Reese took his turn at the front of the room. "Never take a ride with a stranger," he said.

"Never take a ride with a stranger," said the children.

Finally, ventriloquist Nancy Mitchell of Monrovia and her bashful dummy Harold, came out to urge the children to "be smart and play it safe."

Mixed Feelings

Then it was on to the next school. Junette and his entourage of a half-dozen volunteers covered eight schools in South Pasadena on Monday and Tuesday, as well as meeting with parents' groups both evenings.

Parents had mixed feelings about the program.

"One mother said she wasn't going to send her child to school the day of the program," said Ruby Chacon, the Arroyo Vista PTA member who invited Junette to the district. "She said she didn't want her daughter going through the trauma of living through Phoebe's tragedy again."

Sgt. Bob Dotts of the Riverside County Sheriff's Department said there was little to report in the investigation of Phoebe Ho's death. He said investigators were engaged in "routine" detective work, checking family acquaintances, known sexual offenders and suspicious vehicles in the area near where the body was found.

He said that as many as 14 or 15 detectives, from both the Riverside County Sheriff's Department and the South Pasadena Police Department, could be working on the case at any one time.

'No Real Hot Leads'

"There are no real hot leads," he said.

Helen Cease, principal of the Arroyo Vista School, said the 420 students at her school had largely readjusted after a period of collective anxiety.

"Things are pretty much back to normal," she said. "We're watching for particular students who may be having emotional difficulties, providing individual counseling. On the whole, we're doing fine."

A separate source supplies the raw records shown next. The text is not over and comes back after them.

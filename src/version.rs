//! tagc version information.
//!
//! The version is a single constant so the CLI and any emitted text agree on one value.
//!
//! ## Notes
//!
//! - The value is taken from Cargo metadata (`CARGO_PKG_VERSION`) at compile time.
//! - Prefer this constant over repeating `env!("CARGO_PKG_VERSION")` in multiple places.

/// The tagc version string (for example, `0.1.0`).
pub const TAGC_VERSION: &str = env!("CARGO_PKG_VERSION");
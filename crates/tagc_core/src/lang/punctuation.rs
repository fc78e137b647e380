//! Punctuation vocabulary.
//!
//! The tag-set language has exactly three structural punctuation tokens (`{`, `}`, `|`) plus the quote character
//! that the lexer uses to delimit tokens containing whitespace.
//!
//! ## Notes
//! - Lookup via [`from_str`] is **case-sensitive** and exact: `{{` is an ordinary word.
//! - Punctuation only has structural meaning as a *word* token. A quoted `"{"` is plain text.
//! - This module is vocabulary only. It does not tokenize source text.

/// Quote character delimiting tokens that may contain whitespace.
pub const QUOTE: char = '"';

/// Stable identifier for punctuation tokens.
#[derive(Debug, Clone, Copy, PartialEq, Eq, Hash)]
pub enum PunctuationId {
    /// Opens the tag list of a set.
    LBrace,
    /// Closes the tag list of a set.
    RBrace,
    /// Introduces the auxiliary field names of a set.
    Pipe,
}

/// Metadata for a punctuation token.
#[derive(Debug, Clone, Copy)]
pub struct PunctuationInfo {
    pub id: PunctuationId,
    pub canonical: &'static str,
    /// Short human-readable name used in diagnostics.
    pub describe: &'static str,
}

/// Registry of all punctuation tokens.
pub const PUNCTUATION: &[PunctuationInfo] = &[
    PunctuationInfo {
        id: PunctuationId::LBrace,
        canonical: "{",
        describe: "opening brace",
    },
    PunctuationInfo {
        id: PunctuationId::RBrace,
        canonical: "}",
        describe: "closing brace",
    },
    PunctuationInfo {
        id: PunctuationId::Pipe,
        canonical: "|",
        describe: "field separator",
    },
];

/// Return the canonical spelling for a punctuation token.
pub fn as_str(id: PunctuationId) -> &'static str {
    info_for(id).canonical
}

/// Return the diagnostic name for a punctuation token.
pub fn describe(id: PunctuationId) -> &'static str {
    info_for(id).describe
}

/// Return the full metadata entry for a punctuation token.
pub fn info_for(id: PunctuationId) -> &'static PunctuationInfo {
    match id {
        PunctuationId::LBrace => &PUNCTUATION[0],
        PunctuationId::RBrace => &PUNCTUATION[1],
        PunctuationId::Pipe => &PUNCTUATION[2],
    }
}

/// Resolve a punctuation spelling to its identifier.
pub fn from_str(s: &str) -> Option<PunctuationId> {
    PUNCTUATION.iter().find(|p| p.canonical == s).map(|p| p.id)
}
//! Line-oriented source buffer for generated C++.

use std::fmt::Write;

/// A buffer for building generated source with indentation
#[derive(Debug)]
pub struct CodeWriter {
    buffer: String,
    indent_level: usize,
    indent_str: &'static str,
}

impl Default for CodeWriter {
    fn default() -> Self {
        Self::new()
    }
}

impl CodeWriter {
    pub fn new() -> Self {
        Self {
            buffer: String::new(),
            indent_level: 0,
            indent_str: "    ",
        }
    }

    /// Get the generated code
    pub fn finish(self) -> String {
        self.buffer
    }

    pub fn as_str(&self) -> &str {
        &self.buffer
    }

    /// Write a line with current indentation
    pub fn line(&mut self, s: &str) {
        self.write_indent();
        self.buffer.push_str(s);
        self.buffer.push('\n');
    }

    /// Write a formatted line with current indentation
    pub fn linef(&mut self, args: std::fmt::Arguments<'_>) {
        self.write_indent();
        let _ = self.buffer.write_fmt(args);
        self.buffer.push('\n');
    }

    pub fn blank_line(&mut self) {
        self.buffer.push('\n');
    }

    fn write_indent(&mut self) {
        for _ in 0..self.indent_level {
            self.buffer.push_str(self.indent_str);
        }
    }

    pub fn indent(&mut self) {
        self.indent_level += 1;
    }

    pub fn dedent(&mut self) {
        if self.indent_level > 0 {
            self.indent_level -= 1;
        }
    }

    /// Write `header`, the indented body, then `footer`.
    pub fn block<F>(&mut self, header: &str, footer: &str, f: F)
    where
        F: FnOnce(&mut Self),
    {
        self.line(header);
        self.indent();
        f(self);
        self.dedent();
        self.line(footer);
    }
}

/// Quote `s` as a C++ string literal.
pub fn string_literal(s: &str) -> String {
    let mut out = String::with_capacity(s.len() + 2);
    out.push('"');
    for c in s.chars() {
        match c {
            '"' => out.push_str("\\\""),
            '\\' => out.push_str("\\\\"),
            '\n' => out.push_str("\\n"),
            '\r' => out.push_str("\\r"),
            '\t' => out.push_str("\\t"),
            c => out.push(c),
        }
    }
    out.push('"');
    out
}

#[cfg(test)]
mod tests {
    use super::*;

    #[test]
    fn test_block_indents_body() {
        let mut w = CodeWriter::new();
        w.block("f({", "});", |w| {
            w.line("\"a\",");
            w.linef(format_args!("{},", string_literal("b")));
        });
        assert_eq!(w.finish(), "f({\n    \"a\",\n    \"b\",\n});\n");
    }

    #[test]
    fn test_dedent_saturates() {
        let mut w = CodeWriter::new();
        w.dedent();
        w.line("x");
        assert_eq!(w.as_str(), "x\n");
    }

    #[test]
    fn test_string_literal_escapes() {
        assert_eq!(string_literal("plain"), "\"plain\"");
        assert_eq!(string_literal("say \"hi\""), "\"say \\\"hi\\\"\"");
        assert_eq!(string_literal("a\\b"), "\"a\\\\b\"");
        assert_eq!(string_literal("two\nlines"), "\"two\\nlines\"");
    }
}
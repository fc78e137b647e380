//! tagc Backend
//!
//! Turns parsed tag sets into the two generated C++ artifacts.
//!
//! The pipeline is:
//! 1. Source text → `tagc_syntax` lexer and set parser → one `TagSet` at a time
//! 2. `CppCodegen` renders each set's declarations and definitions sections
//! 3. `Generator` writes the sections to the two sinks and closes them
//!
//! ## Module Organization
//!
//! - `config` - Emitter configuration (namespace, table type and suffixes)
//! - `writer` - Low-level indented source buffer and C++ string literals
//! - `codegen` - Per-set C++ rendering
//! - `generator` - Streaming driver and in-memory artifact rendering

pub mod codegen;
pub mod config;
pub mod generator;
pub mod writer;

pub use codegen::CppCodegen;
pub use config::EmitConfig;
pub use generator::{Artifacts, GenerateError, Generator, RunSummary, generate, generate_artifacts};
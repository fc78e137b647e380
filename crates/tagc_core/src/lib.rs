//! Provide the canonical vocabulary shared by the tagc syntax frontend and code generator.
//!
//! ## Notes
//!
//! - This is a "vocabulary" crate: **no IO**, no global state, and no compiler-specific types.
//! - Current scope: the structural punctuation of the tag-set language and the naming conventions used for emitted
//!   symbols.

pub mod lang;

The anxiety extended considerably beyond the children of Arroyo Vista, said Mary Hodge, whose 9-year-old daughter, Jennifer, goes to Monterey Hills School.

"We're such a small community," said Hodge, whose husband is South Pasadena Councilman Jim Hodge. "Children get together through soccer teams, churches, piano lessons. My daughter had nightmares."

Feelings of Uncertainty

The difficulty of teaching children about the potential dangers in a community like South Pasadena, she added, is that they lead such tranquil lives.

"It's just a small town where kids have a lot of freedom," said Hodge. "Kids in my neighborhood travel around on bikes. They go up to the Thrifty and back. Now they don't know who they can say hello to any more."

"The shock syndrome is always a little stronger in a town like South Pasadena," said Junette. "The feeling may go a little deeper, because the town is more closely knit."

"We're having to make our children grow up a little sooner than we'd like to," added Hodge. "That means taking away some of your child's childhood. As a parent, that hurts."